Tuesday, May 12, 2026
BusinessMobile Money Growth Not Translating into Access to Credit: FSD Report

Mobile Money Growth Not Translating into Access to Credit: FSD Report

Ethiopia’s merchant economy is in rapid expansion but remains largely excluded from formal credit systems, with more than 99 percent of digital payments still flowing through personal accounts rather than business accounts, reveals a new report.

The report from FSD Ethiopia, a non-government agency funded by the UK government and the Bill and Melinda Gates Foundation, points to what the report describes as an “invisible” merchant economy, where vast amounts of transaction data exist but remain unusable for formal financial intermediation.

It indicates that digital adoption among merchants has surged, particularly through mobile banking platforms, with one system alone serving 83.2 percent of digital merchants.
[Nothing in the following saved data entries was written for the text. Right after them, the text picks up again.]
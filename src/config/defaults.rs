//! Central defaults loader.
//!
//! Every configurable threshold in the analyzer resolves through this module.
//! The canonical values live in `config/defaults.toml` (embedded at build
//! time); a deployment may point `LEVSCAN_DEFAULTS` at an override file.
//! Config values elsewhere set to the `use_default` sentinel are substituted
//! from here at load time. No other file hardcodes a default.

use crate::domain::errors::AnalysisError;
use crate::domain::strategy::BaseKind;
use crate::domain::timeframe::Timeframe;
use anyhow::{Context, Result};
use serde::{Deserialize, Serialize};
use std::collections::BTreeMap;
use std::path::Path;

const EMBEDDED_DEFAULTS: &str = include_str!("../../config/defaults.toml");

#[derive(Debug, Clone, Serialize, Deserialize)]
pub struct ValidatorDefaults {
    pub total_budget_secs: u64,
    pub check_timeout_secs: u64,
    pub data_probe_timeout_secs: u64,
    pub required_history_days: i64,
    pub min_completeness_pct: f64,
    pub max_cpu_pct: f64,
    pub max_memory_pct: f64,
    pub min_free_disk_gib: f64,
    pub allowed_exchanges: Vec<String>,
}

#[derive(Debug, Clone, Serialize, Deserialize)]
pub struct EntryConditionDefaults {
    pub min_leverage: f64,
    pub min_confidence: f64,
    pub min_risk_reward: f64,
    pub max_leverage: f64,
    pub max_risk_level: f64,
    pub max_loss_pct: f64,
    pub min_profit_probability: f64,
}

#[derive(Debug, Clone, Serialize, Deserialize)]
pub struct SupportResistanceDefaults {
    pub min_support_strength: f64,
    pub min_resistance_strength: f64,
    pub min_level_distance_pct: f64,
    pub max_level_distance_pct: f64,
    /// Candles on each side of a swing pivot.
    pub pivot_span: usize,
    /// Pivots closer than this fraction merge into one level.
    pub level_merge_pct: f64,
}

#[derive(Debug, Clone, Serialize, Deserialize)]
pub struct EvaluationDefaults {
    pub target_coverage: f64,
    pub max_evaluations: usize,
    /// Max |entry - reference| / reference before the evaluation is dropped.
    pub max_price_deviation: f64,
    /// Progress snapshot cadence, in evaluations.
    pub snapshot_every: usize,
}

#[derive(Debug, Clone, Serialize, Deserialize)]
pub struct MarketDefaults {
    pub min_turnover: f64,
    pub max_spread_pct: f64,
    /// Single-candle return treated as an anomalous spike.
    pub anomaly_return_pct: f64,
}

#[derive(Debug, Clone, Serialize, Deserialize)]
pub struct VolatilityDefaults {
    pub window: usize,
    /// Relative rise across the window that counts as rapidly increasing.
    pub rapid_increase_ratio: f64,
}

#[derive(Debug, Clone, Serialize, Deserialize)]
pub struct MlDefaults {
    pub min_training_rows: usize,
    pub feature_window: usize,
    pub label_horizon: usize,
    pub n_trees: u16,
}

#[derive(Debug, Clone, Serialize, Deserialize)]
pub struct BtcDefaults {
    pub reference_symbol: String,
    pub min_overlap_points: usize,
}

#[derive(Debug, Clone, Serialize, Deserialize)]
pub struct CancellationDefaults {
    pub grace_secs: u64,
    pub poll_interval_ms: u64,
}

/// Gate-9 rule table for one strategy family. Only the fields that family
/// consults are set.
#[derive(Debug, Clone, Default, Serialize, Deserialize)]
#[serde(default)]
pub struct StrategyRuleDefaults {
    pub min_confidence: Option<f64>,
    pub max_abs_btc_correlation: Option<f64>,
    pub min_volatility: Option<f64>,
    pub min_signal_strength: Option<f64>,
    pub min_level_touches: Option<u32>,
    pub min_combined_score: Option<f64>,
    pub min_risk_reward: Option<f64>,
}

#[derive(Debug, Clone, Serialize, Deserialize)]
pub struct TimeframeDefaults {
    pub eval_step_minutes: i64,
    pub lookback_days: i64,
    pub target_coverage: f64,
    pub min_volume: f64,
    pub max_spread_pct: f64,
    pub vol_min: f64,
    pub vol_max: f64,
}

#[derive(Debug, Clone, Serialize, Deserialize)]
pub struct CentralDefaults {
    pub validator: ValidatorDefaults,
    pub entry_conditions: EntryConditionDefaults,
    pub support_resistance: SupportResistanceDefaults,
    pub evaluation: EvaluationDefaults,
    pub market: MarketDefaults,
    pub volatility: VolatilityDefaults,
    pub ml: MlDefaults,
    pub btc: BtcDefaults,
    pub cancellation: CancellationDefaults,
    pub strategy_rules: BTreeMap<String, StrategyRuleDefaults>,
    pub timeframes: BTreeMap<String, TimeframeDefaults>,
}

impl CentralDefaults {
    /// The compiled-in canonical defaults file.
    pub fn embedded() -> Result<Self> {
        toml::from_str(EMBEDDED_DEFAULTS).context("Failed to parse embedded defaults.toml")
    }

    pub fn load_from_path(path: &Path) -> Result<Self> {
        let raw = std::fs::read_to_string(path)
            .with_context(|| format!("Failed to read defaults file {:?}", path))?;
        toml::from_str(&raw).with_context(|| format!("Failed to parse defaults file {:?}", path))
    }

    /// Embedded defaults, or the override file when one is configured.
    pub fn load(override_path: Option<&Path>) -> Result<Self> {
        match override_path {
            Some(path) => Self::load_from_path(path),
            None => Self::embedded(),
        }
    }

    /// Per-timeframe bundle. A missing entry is a deployment bug, not a
    /// situation to paper over with a fallback.
    pub fn timeframe(&self, tf: Timeframe) -> Result<&TimeframeDefaults, AnalysisError> {
        self.timeframes
            .get(tf.label())
            .ok_or_else(|| AnalysisError::missing_config(format!("timeframes.{}", tf.label())))
    }

    /// Gate-9 rule table for one strategy family.
    pub fn strategy_rules(&self, kind: BaseKind) -> Result<&StrategyRuleDefaults, AnalysisError> {
        self.strategy_rules
            .get(kind.label())
            .ok_or_else(|| AnalysisError::missing_config(format!("strategy_rules.{}", kind.label())))
    }
}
However, this growth has not translated into improved access to finance. Instead, the data generated through these transactions remains “invisible to credit underwriters,” effectively locking out small businesses from formal lending systems.

From The Reporter Magazine

“CBE Mobile Banking, the primary provider for 83.2 percent of digital merchants, holds years of transaction data for the majority of Ethiopia’s merchant economy. However, this data cannot effectively support credit underwriting until merchants transition to business-designated accounts,” reads the report.
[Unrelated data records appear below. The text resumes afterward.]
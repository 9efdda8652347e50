//! Per-task filtering engine: evaluation grid construction and the
//! gate-chain / decision-path composition at each timepoint.

use super::gates::{self, ChainVerdict, GateContext, GateScratch};
use super::prepared_data::PreparedData;
use crate::application::cancel::CancelFlag;
use crate::application::decision::{self, AnalysisResult};
use crate::config::ResolvedThresholds;
use crate::config::defaults::CentralDefaults;
use crate::domain::errors::AnalysisError;
use crate::domain::outcome::FilterStage;
use crate::domain::strategy::StrategyConfig;
use chrono::{DateTime, Duration, Utc};
use std::collections::HashSet;
use tracing::debug;

/// The evaluation timepoints chosen for one task.
#[derive(Debug, Clone)]
pub struct EvaluationGrid {
    pub timepoints: Vec<DateTime<Utc>>,
    /// Candidate count before coverage/cap thinning.
    pub total_candidates: usize,
}

/// Candidate timepoints are the step-aligned candle open times inside
/// `[now - lookback, now]`. The window never extends before the first
/// available candle (timestamps are never fabricated before available
/// data), but timepoints inside mid-window gaps are kept: the flexible
/// matcher decides per evaluation whether a candle is close enough. The
/// chosen count is `min(cap, ceil(target_coverage * candidates))`, thinned
/// evenly.
pub fn build_grid(
    data: &PreparedData,
    thresholds: &ResolvedThresholds,
    now: DateTime<Utc>,
    earliest: Option<DateTime<Utc>>,
) -> EvaluationGrid {
    let mut window_start = (now - Duration::days(thresholds.lookback_days))
        .max(data.first_timestamp());
    if let Some(earliest) = earliest {
        window_start = window_start.max(earliest);
    }
    let step_ms = thresholds.eval_step_minutes * 60 * 1000;
    if step_ms <= 0 {
        return EvaluationGrid {
            timepoints: Vec::new(),
            total_candidates: 0,
        };
    }

    // Round the window start up to the step grid.
    let mut at_ms = window_start.timestamp_millis();
    if at_ms % step_ms != 0 {
        at_ms += step_ms - at_ms % step_ms;
    }
    let mut candidates: Vec<DateTime<Utc>> = Vec::new();
    while at_ms <= now.timestamp_millis() {
        if let Some(t) = DateTime::from_timestamp_millis(at_ms) {
            candidates.push(t);
        }
        at_ms += step_ms;
    }

    let total_candidates = candidates.len();
    let target = ((total_candidates as f64 * thresholds.target_coverage).ceil() as usize)
        .min(thresholds.max_evaluations);

    let timepoints = if target == 0 || total_candidates == 0 {
        Vec::new()
    } else if target >= total_candidates {
        candidates
    } else {
        // Even thinning preserves ascending order.
        (0..target)
            .map(|i| candidates[i * total_candidates / target])
            .collect()
    };

    debug!(
        "Grid: {} candidates, {} evaluations (coverage {:.0}%, cap {})",
        total_candidates,
        timepoints.len(),
        thresholds.target_coverage * 100.0,
        thresholds.max_evaluations
    );

    EvaluationGrid {
        timepoints,
        total_candidates,
    }
}

/// What one timepoint produced.
pub enum Evaluation {
    GateRejected {
        stage: FilterStage,
        reason: String,
        metrics: serde_json::Value,
    },
    Outcome(AnalysisResult),
    Cancelled,
}

pub struct FilterEngine<'a> {
    data: &'a PreparedData,
    thresholds: &'a ResolvedThresholds,
    strategy: &'a StrategyConfig,
    defaults: &'a CentralDefaults,
    disabled: HashSet<FilterStage>,
}

impl<'a> FilterEngine<'a> {
    pub fn new(
        data: &'a PreparedData,
        thresholds: &'a ResolvedThresholds,
        strategy: &'a StrategyConfig,
        defaults: &'a CentralDefaults,
        disabled: HashSet<FilterStage>,
    ) -> Self {
        Self {
            data,
            thresholds,
            strategy,
            defaults,
            disabled,
        }
    }

    /// Runs the nine gates and, when all pass, the six decision steps at one
    /// timepoint. Purely CPU-bound; cancellation is observed through the
    /// flag between decision steps.
    pub fn evaluate_at(
        &self,
        at: DateTime<Utc>,
        cancel: &CancelFlag,
    ) -> Result<Evaluation, AnalysisError> {
        let Some(view) = self.data.as_of(at) else {
            // Nothing within the widest matcher tolerance: a data gap.
            return Ok(Evaluation::Outcome(AnalysisResult::data_gap()));
        };

        let rules = self.defaults.strategy_rules(self.strategy.base_kind)?;
        let ctx = GateContext {
            view: &view,
            thresholds: self.thresholds,
            strategy: self.strategy,
            rules,
            btc: &self.defaults.btc,
            vol_defaults: &self.defaults.volatility,
        };

        let mut scratch = GateScratch::default();
        match gates::run_chain(&ctx, &self.disabled, &mut scratch) {
            ChainVerdict::Rejected {
                stage,
                reason,
                metrics,
            } => Ok(Evaluation::GateRejected {
                stage,
                reason,
                metrics,
            }),
            ChainVerdict::Passed => match decision::run_path(&ctx, &mut scratch, cancel)? {
                Some(result) => Ok(Evaluation::Outcome(result)),
                None => Ok(Evaluation::Cancelled),
            },
        }
    }
}

#[cfg(test)]
mod tests {
    use super::*;
    use crate::config::{CentralDefaults, FilterParams};
    use crate::domain::candle::{Candle, Symbol};
    use crate::domain::strategy::{BaseKind, StrategyParams};
    use crate::domain::timeframe::Timeframe;
    use chrono::TimeZone;

    fn hourly_series(n: usize, start: DateTime<Utc>) -> Vec<Candle> {
        (0..n)
            .map(|i| {
                let close = 100.0 + (i as f64 * 0.21).sin() * 5.0;
                Candle {
                    timestamp: start + Duration::hours(i as i64),
                    open: close * 0.9995,
                    high: close * 1.006,
                    low: close * 0.994,
                    close,
                    volume: 150.0,
                }
            })
            .collect()
    }

    fn strategy() -> StrategyConfig {
        StrategyConfig {
            id: 1,
            name: "Balanced".to_string(),
            base_kind: BaseKind::Balanced,
            timeframe: Timeframe::OneHour,
            params: StrategyParams::default(),
            is_active: true,
            is_default: true,
        }
    }

    fn prepared(candles: Vec<Candle>, first_eval: DateTime<Utc>) -> PreparedData {
        let defaults = CentralDefaults::embedded().unwrap();
        PreparedData::prepare(
            Symbol::parse("TEST").unwrap(),
            Timeframe::OneHour,
            candles.clone(),
            candles,
            &defaults,
            first_eval,
        )
        .unwrap()
    }

    fn thresholds() -> ResolvedThresholds {
        let defaults = CentralDefaults::embedded().unwrap();
        ResolvedThresholds::resolve(&FilterParams::default(), &strategy(), &defaults).unwrap()
    }

    #[test]
    fn test_grid_respects_step_alignment() {
        let start = Utc.with_ymd_and_hms(2024, 1, 1, 0, 0, 0).unwrap();
        let now = start + Duration::days(120);
        let data = prepared(hourly_series(120 * 24, start), start + Duration::days(30));
        let thresholds = thresholds();
        let grid = build_grid(&data, &thresholds, now, None);

        // 1h strategy evaluates on the 4h step grid.
        assert!(
            grid.timepoints
                .iter()
                .all(|t| t.timestamp() % (4 * 3600) == 0)
        );
        assert!(grid.timepoints.windows(2).all(|w| w[0] < w[1]));
    }

    #[test]
    fn test_grid_coverage_fraction() {
        let start = Utc.with_ymd_and_hms(2024, 1, 1, 0, 0, 0).unwrap();
        let now = start + Duration::days(120);
        let data = prepared(hourly_series(120 * 24, start), start + Duration::days(30));
        let thresholds = thresholds();
        let grid = build_grid(&data, &thresholds, now, None);

        let expected =
            ((grid.total_candidates as f64 * thresholds.target_coverage).ceil()) as usize;
        assert_eq!(grid.timepoints.len(), expected.min(thresholds.max_evaluations));
    }

    #[test]
    fn test_grid_honors_evaluation_cap() {
        let start = Utc.with_ymd_and_hms(2023, 1, 1, 0, 0, 0).unwrap();
        let now = start + Duration::days(120);
        let data = prepared(hourly_series(120 * 24, start), start + Duration::days(30));
        let mut thresholds = thresholds();
        thresholds.max_evaluations = 100;
        let grid = build_grid(&data, &thresholds, now, None);
        assert!(grid.timepoints.len() <= 100);
        assert!(grid.total_candidates > 100);
    }

    #[test]
    fn test_grid_never_fabricates_before_first_candle() {
        let start = Utc.with_ymd_and_hms(2024, 3, 1, 0, 0, 0).unwrap();
        // Only 20 days of history for a 90-day lookback.
        let data = prepared(hourly_series(20 * 24, start), start + Duration::days(5));
        let thresholds = thresholds();
        let now = start + Duration::days(20);
        let grid = build_grid(&data, &thresholds, now, None);
        assert!(grid.timepoints.iter().all(|t| *t >= start));
        assert!(!grid.timepoints.is_empty());
    }

    #[test]
    fn test_gap_timepoints_recorded_as_insufficient_data() {
        let start = Utc.with_ymd_and_hms(2024, 1, 1, 0, 0, 0).unwrap();
        let mut candles = hourly_series(60 * 24, start);
        // A 12-hour outage deep inside the window.
        let gap_start = start + Duration::days(40);
        candles.retain(|c| c.timestamp < gap_start || c.timestamp >= gap_start + Duration::hours(12));
        let data = prepared(candles, start + Duration::days(20));
        let defaults = CentralDefaults::embedded().unwrap();
        let thresholds = thresholds();
        let strategy = strategy();
        let engine = FilterEngine::new(&data, &thresholds, &strategy, &defaults, HashSet::new());

        let now = start + Duration::days(60);
        let grid = build_grid(&data, &thresholds, now, None);
        // The grid keeps timepoints inside the gap.
        let in_gap: Vec<_> = grid
            .timepoints
            .iter()
            .filter(|t| **t >= gap_start + Duration::hours(1) && **t < gap_start + Duration::hours(11))
            .collect();
        assert!(!in_gap.is_empty());

        let cancel = CancelFlag::new();
        for t in in_gap {
            match engine.evaluate_at(*t, &cancel).unwrap() {
                Evaluation::Outcome(result) => {
                    assert!(result.early_exit);
                    assert_eq!(
                        result.exit_reason,
                        Some(crate::domain::outcome::EarlyExitReason::InsufficientData)
                    );
                }
                _ => panic!("gap timepoint must early-exit as insufficient data"),
            }
        }
    }

    #[test]
    fn test_engine_classifies_every_timepoint() {
        let start = Utc.with_ymd_and_hms(2024, 1, 1, 0, 0, 0).unwrap();
        let candles = hourly_series(60 * 24, start);
        let data = prepared(candles, start + Duration::days(20));
        let defaults = CentralDefaults::embedded().unwrap();
        let thresholds = thresholds();
        let strategy = strategy();
        let engine = FilterEngine::new(&data, &thresholds, &strategy, &defaults, HashSet::new());

        let now = start + Duration::days(60);
        let grid = build_grid(&data, &thresholds, now, None);
        let cancel = CancelFlag::new();
        let mut classified = 0usize;
        for t in grid.timepoints.iter().skip(grid.timepoints.len() / 2).take(50) {
            match engine.evaluate_at(*t, &cancel).unwrap() {
                Evaluation::GateRejected { reason, .. } => {
                    assert!(!reason.is_empty());
                    classified += 1;
                }
                Evaluation::Outcome(_) => classified += 1,
                Evaluation::Cancelled => panic!("no cancellation requested"),
            }
        }
        assert_eq!(classified, 50);
    }
}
This disconnect highlights a significant supply-side failure in the financial sector. While merchants are actively using digital tools, the absence of tailored product design and onboarding mechanisms has prevented them from transitioning into formal business accounts. As a result, the report indicates that the financial system continues to overlook a critical segment of the economy despite clear evidence of activity and cash flow.

The document notes, “with 67 percent of micro-enterprises already holding a formal business license, a rate higher than in many comparable markets, the primary constraint is not documentation, but rather product design, onboarding models and commercial incentive structures.”
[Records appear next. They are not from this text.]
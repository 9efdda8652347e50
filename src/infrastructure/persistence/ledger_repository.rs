use crate::domain::candle::Symbol;
use crate::domain::execution::{
    Execution, ExecutionErrorRecord, ExecutionStatus, OnboardingMode,
};
use anyhow::{Context, Result, anyhow};
use chrono::{DateTime, Utc};
use sqlx::{Row, SqlitePool};
use std::str::FromStr;
use tracing::{info, warn};

/// Tables the early-fail validator requires in the ledger database.
pub const REQUIRED_TABLES: [&str; 2] = ["executions", "execution_steps"];

/// Durable store of onboarding executions. Rows are never deleted; the table
/// is the audit trail. Writers: the request handler (create), workers
/// (status/progress), and the cancellation path (status flip).
#[derive(Clone)]
pub struct LedgerRepository {
    pool: SqlitePool,
}

impl LedgerRepository {
    pub fn new(pool: SqlitePool) -> Self {
        Self { pool }
    }

    pub fn pool(&self) -> &SqlitePool {
        &self.pool
    }

    pub async fn init(&self) -> Result<()> {
        sqlx::query(
            r#"
            CREATE TABLE IF NOT EXISTS executions (
                execution_id TEXT PRIMARY KEY,
                symbol TEXT NOT NULL,
                mode TEXT NOT NULL,
                selected_strategy_ids TEXT NOT NULL DEFAULT '[]',
                status TEXT NOT NULL,
                progress_percent REAL NOT NULL DEFAULT 0,
                current_operation TEXT NOT NULL DEFAULT '',
                started_at TEXT NOT NULL,
                completed_at TEXT,
                filter_params TEXT NOT NULL DEFAULT '{}',
                errors TEXT NOT NULL DEFAULT '[]'
            );
            "#,
        )
        .execute(&self.pool)
        .await
        .context("Failed to create executions table")?;

        sqlx::query(
            r#"
            CREATE TABLE IF NOT EXISTS execution_steps (
                id INTEGER PRIMARY KEY AUTOINCREMENT,
                execution_id TEXT NOT NULL,
                step_name TEXT NOT NULL,
                status TEXT NOT NULL,
                detail TEXT,
                created_at TEXT NOT NULL
            );
            CREATE INDEX IF NOT EXISTS idx_execution_steps_execution
            ON execution_steps (execution_id);
            "#,
        )
        .execute(&self.pool)
        .await
        .context("Failed to create execution_steps table")?;

        info!("Ledger schema initialized.");
        Ok(())
    }

    pub async fn create_execution(&self, execution: &Execution) -> Result<()> {
        sqlx::query(
            r#"
            INSERT INTO executions
                (execution_id, symbol, mode, selected_strategy_ids, status,
                 progress_percent, current_operation, started_at, completed_at,
                 filter_params, errors)
            VALUES (?, ?, ?, ?, ?, ?, ?, ?, ?, ?, ?)
            "#,
        )
        .bind(&execution.execution_id)
        .bind(execution.symbol.as_str())
        .bind(execution.mode.to_string())
        .bind(serde_json::to_string(&execution.selected_strategy_ids)?)
        .bind(execution.status.to_string())
        .bind(execution.progress_percent)
        .bind(&execution.current_operation)
        .bind(execution.started_at)
        .bind(execution.completed_at)
        .bind(execution.filter_params.to_string())
        .bind(serde_json::to_string(&execution.errors)?)
        .execute(&self.pool)
        .await
        .context("Failed to insert execution")?;

        info!("Ledger row created for {}", execution.execution_id);
        Ok(())
    }

    /// Updates status and optionally progress/current_operation. Progress is
    /// clamped monotonically non-decreasing; a stale writer can never move it
    /// backwards. Terminal statuses stamp `completed_at`.
    pub async fn update_status(
        &self,
        execution_id: &str,
        status: ExecutionStatus,
        progress: Option<f64>,
        current_operation: Option<&str>,
    ) -> Result<()> {
        let completed_at: Option<DateTime<Utc>> =
            status.is_terminal().then(Utc::now);

        sqlx::query(
            r#"
            UPDATE executions SET
                status = ?,
                progress_percent = MAX(progress_percent, COALESCE(?, progress_percent)),
                current_operation = COALESCE(?, current_operation),
                completed_at = COALESCE(?, completed_at)
            WHERE execution_id = ?
            "#,
        )
        .bind(status.to_string())
        .bind(progress)
        .bind(current_operation)
        .bind(completed_at)
        .bind(execution_id)
        .execute(&self.pool)
        .await
        .context("Failed to update execution status")?;

        Ok(())
    }

    /// Bumps progress without touching the status.
    pub async fn update_progress(
        &self,
        execution_id: &str,
        progress: f64,
        current_operation: &str,
    ) -> Result<()> {
        sqlx::query(
            r#"
            UPDATE executions SET
                progress_percent = MAX(progress_percent, ?),
                current_operation = ?
            WHERE execution_id = ?
            "#,
        )
        .bind(progress)
        .bind(current_operation)
        .bind(execution_id)
        .execute(&self.pool)
        .await
        .context("Failed to update execution progress")?;
        Ok(())
    }

    /// Appends one structured error to the execution's ordered error list.
    pub async fn append_error(
        &self,
        execution_id: &str,
        error: &ExecutionErrorRecord,
    ) -> Result<()> {
        let mut tx = self.pool.begin().await?;

        let row = sqlx::query("SELECT errors FROM executions WHERE execution_id = ?")
            .bind(execution_id)
            .fetch_optional(&mut *tx)
            .await?
            .ok_or_else(|| anyhow!("Unknown execution: {}", execution_id))?;

        let raw: String = row.try_get("errors")?;
        let mut errors: Vec<ExecutionErrorRecord> =
            serde_json::from_str(&raw).unwrap_or_default();
        errors.push(error.clone());

        sqlx::query("UPDATE executions SET errors = ? WHERE execution_id = ?")
            .bind(serde_json::to_string(&errors)?)
            .bind(execution_id)
            .execute(&mut *tx)
            .await?;

        tx.commit().await.context("Failed to append execution error")?;
        Ok(())
    }

    pub async fn record_step(
        &self,
        execution_id: &str,
        step_name: &str,
        status: &str,
        detail: Option<&str>,
    ) -> Result<()> {
        sqlx::query(
            r#"
            INSERT INTO execution_steps (execution_id, step_name, status, detail, created_at)
            VALUES (?, ?, ?, ?, ?)
            "#,
        )
        .bind(execution_id)
        .bind(step_name)
        .bind(status)
        .bind(detail)
        .bind(Utc::now())
        .execute(&self.pool)
        .await
        .context("Failed to record execution step")?;
        Ok(())
    }

    pub async fn get(&self, execution_id: &str) -> Result<Option<Execution>> {
        let row = sqlx::query("SELECT * FROM executions WHERE execution_id = ?")
            .bind(execution_id)
            .fetch_optional(&self.pool)
            .await?;

        row.map(row_to_execution).transpose()
    }

    pub async fn list_recent(&self, limit: i64) -> Result<Vec<Execution>> {
        let rows = sqlx::query("SELECT * FROM executions ORDER BY started_at DESC LIMIT ?")
            .bind(limit)
            .fetch_all(&self.pool)
            .await?;

        rows.into_iter().map(row_to_execution).collect()
    }

    /// Flips the execution to `cancelled`. Returns false when the execution
    /// was already terminal (the cancellation is then not honored).
    pub async fn request_cancel(&self, execution_id: &str) -> Result<bool> {
        let result = sqlx::query(
            r#"
            UPDATE executions SET status = 'cancelled', completed_at = ?
            WHERE execution_id = ? AND status IN ('pending', 'running')
            "#,
        )
        .bind(Utc::now())
        .bind(execution_id)
        .execute(&self.pool)
        .await
        .context("Failed to request cancellation")?;

        let accepted = result.rows_affected() > 0;
        if accepted {
            warn!("Cancellation accepted for {}", execution_id);
        }
        Ok(accepted)
    }

    /// Single-read cancellation probe used at worker checkpoints.
    pub async fn is_cancelled(&self, execution_id: &str) -> Result<bool> {
        let row = sqlx::query("SELECT status FROM executions WHERE execution_id = ?")
            .bind(execution_id)
            .fetch_optional(&self.pool)
            .await?;

        match row {
            Some(row) => {
                let status: String = row.try_get("status")?;
                Ok(status == "cancelled")
            }
            None => Ok(false),
        }
    }
}

fn row_to_execution(row: sqlx::sqlite::SqliteRow) -> Result<Execution> {
    let symbol: String = row.try_get("symbol")?;
    let mode: String = row.try_get("mode")?;
    let status: String = row.try_get("status")?;
    let ids_raw: String = row.try_get("selected_strategy_ids")?;
    let filter_raw: String = row.try_get("filter_params")?;
    let errors_raw: String = row.try_get("errors")?;

    Ok(Execution {
        execution_id: row.try_get("execution_id")?,
        symbol: Symbol::parse(&symbol)?,
        mode: OnboardingMode::from_str(&mode)?,
        selected_strategy_ids: serde_json::from_str(&ids_raw).unwrap_or_default(),
        status: ExecutionStatus::from_str(&status)?,
        progress_percent: row.try_get("progress_percent")?,
        current_operation: row.try_get("current_operation")?,
        started_at: row.try_get("started_at")?,
        completed_at: row.try_get("completed_at")?,
        filter_params: serde_json::from_str(&filter_raw)
            .unwrap_or(serde_json::Value::Null),
        errors: serde_json::from_str(&errors_raw).unwrap_or_default(),
    })
}

#[cfg(test)]
mod tests {
    use super::*;
    use crate::domain::execution::new_execution_id;
    use crate::infrastructure::persistence::database::open_pool;

    async fn repo() -> (tempfile::TempDir, LedgerRepository) {
        let dir = tempfile::tempdir().unwrap();
        let url = format!("sqlite://{}/ledger.db", dir.path().display());
        let repo = LedgerRepository::new(open_pool(&url).await.unwrap());
        repo.init().await.unwrap();
        (dir, repo)
    }

    fn sample_execution() -> Execution {
        Execution {
            execution_id: new_execution_id(Utc::now()),
            symbol: Symbol::parse("BTC").unwrap(),
            mode: OnboardingMode::Default,
            selected_strategy_ids: vec![],
            status: ExecutionStatus::Pending,
            progress_percent: 0.0,
            current_operation: "validating".to_string(),
            started_at: Utc::now(),
            completed_at: None,
            filter_params: serde_json::json!({}),
            errors: vec![],
        }
    }

    #[tokio::test]
    async fn test_create_and_get() {
        let (_dir, repo) = repo().await;
        let execution = sample_execution();
        repo.create_execution(&execution).await.unwrap();

        let loaded = repo.get(&execution.execution_id).await.unwrap().unwrap();
        assert_eq!(loaded.symbol.as_str(), "BTC");
        assert_eq!(loaded.status, ExecutionStatus::Pending);
        assert_eq!(loaded.mode, OnboardingMode::Default);
    }

    #[tokio::test]
    async fn test_progress_is_monotonic() {
        let (_dir, repo) = repo().await;
        let execution = sample_execution();
        repo.create_execution(&execution).await.unwrap();
        let id = &execution.execution_id;

        repo.update_progress(id, 40.0, "running").await.unwrap();
        repo.update_progress(id, 25.0, "running").await.unwrap();

        let loaded = repo.get(id).await.unwrap().unwrap();
        assert_eq!(loaded.progress_percent, 40.0);
    }

    #[tokio::test]
    async fn test_cancel_only_non_terminal() {
        let (_dir, repo) = repo().await;
        let execution = sample_execution();
        repo.create_execution(&execution).await.unwrap();
        let id = &execution.execution_id;

        assert!(repo.request_cancel(id).await.unwrap());
        assert!(repo.is_cancelled(id).await.unwrap());
        // Second cancel is a no-op: already terminal.
        assert!(!repo.request_cancel(id).await.unwrap());
    }

    #[tokio::test]
    async fn test_append_error_preserves_order() {
        let (_dir, repo) = repo().await;
        let execution = sample_execution();
        repo.create_execution(&execution).await.unwrap();
        let id = &execution.execution_id;

        repo.append_error(id, &ExecutionErrorRecord::new("validation_error", "first"))
            .await
            .unwrap();
        repo.append_error(id, &ExecutionErrorRecord::new("task_error", "second"))
            .await
            .unwrap();

        let loaded = repo.get(id).await.unwrap().unwrap();
        assert_eq!(loaded.errors.len(), 2);
        assert_eq!(loaded.errors[0].message, "first");
        assert_eq!(loaded.errors[1].message, "second");
    }
}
According to the report, this represents a supply side market failure with direct implications for credit access, data visibility, and regulatory oversight. Further compounding the issue is the uneven distribution of digital infrastructure across the country.

The report identifies a stark divide between urban and rural areas, with digital payment adoption standing at 69.2 percent in cities compared to just 26.4 percent in rural regions. This disparity is attributed not to temporary delays but to structural challenges, particularly connectivity constraints.

Connectivity remains the single largest barrier, cited by 22.7 percent of merchants, surpassing even cost-related concerns. The document frames this as a foundational issue, raising questions about the feasibility of long term digitalization strategies in areas where basic infrastructure remains underdeveloped. Without addressing these constraints, the expansion of digital financial services risks remaining concentrated in urban centers.

At the same time, headline figures suggest rapid growth in digital finance. Mobile money accounts, for instance, increased dramatically from 12.2 million in 2020 to 139.5 million by 2025. However, the report cautions that this growth may not reflect genuine usage. Internal data shows that only 15 percent of these accounts are active.

“National Bank of Ethiopia’s own NDPS 2.0 draft acknowledges that only 15 percent of mobile money accounts are active and merchant payments accounted for less than 0.2 percent of total digital transactions in 2023/24,” it reads.

Much of the increase, according to the report, has been driven by “compulsory use cases,” including mandated digital payments for specific services such as fuel suggesting that while account ownership has expanded, actual engagement with digital financial tools remains limited.

The report also warns that emerging regulatory requirements could unintentionally deepen exclusion within the merchant economy.

Policies mandating the use of national digital identification systems, such as Fayda, or requiring formal business registration for digital transactions may “entrench exclusion” rather than reduce it.

Current figures indicate that only 39 percent of merchants possess a Fayda ID, while formal registration among rural enterprises stands at just 44.3 percent.

“Policies or mandates that require Fayda or business registration as prerequisites for digital payment acceptance risk entrenching exclusion rather than expanding coverage,” the report cautions.

Meanwhile, access to credit remains a persistent challenge. The report identifies strong demand among micro-enterprises, with 44.5 percent, equivalent to approximately 222,000 businesses, indicating that they would benefit from access to financing. Despite this demand, formal digital lending platforms account for less than five percent of borrowing.

As a result, most merchants continue to rely on informal sources, including family and friends, to meet their financing needs. This reliance underscores what the report describes as an “informal credit trap,” where businesses are unable to scale due to limited access to structured financial products.

The issue is particularly pronounced in the segment about businesses seeking loans in the range of 100,000 to 500,000 Birr.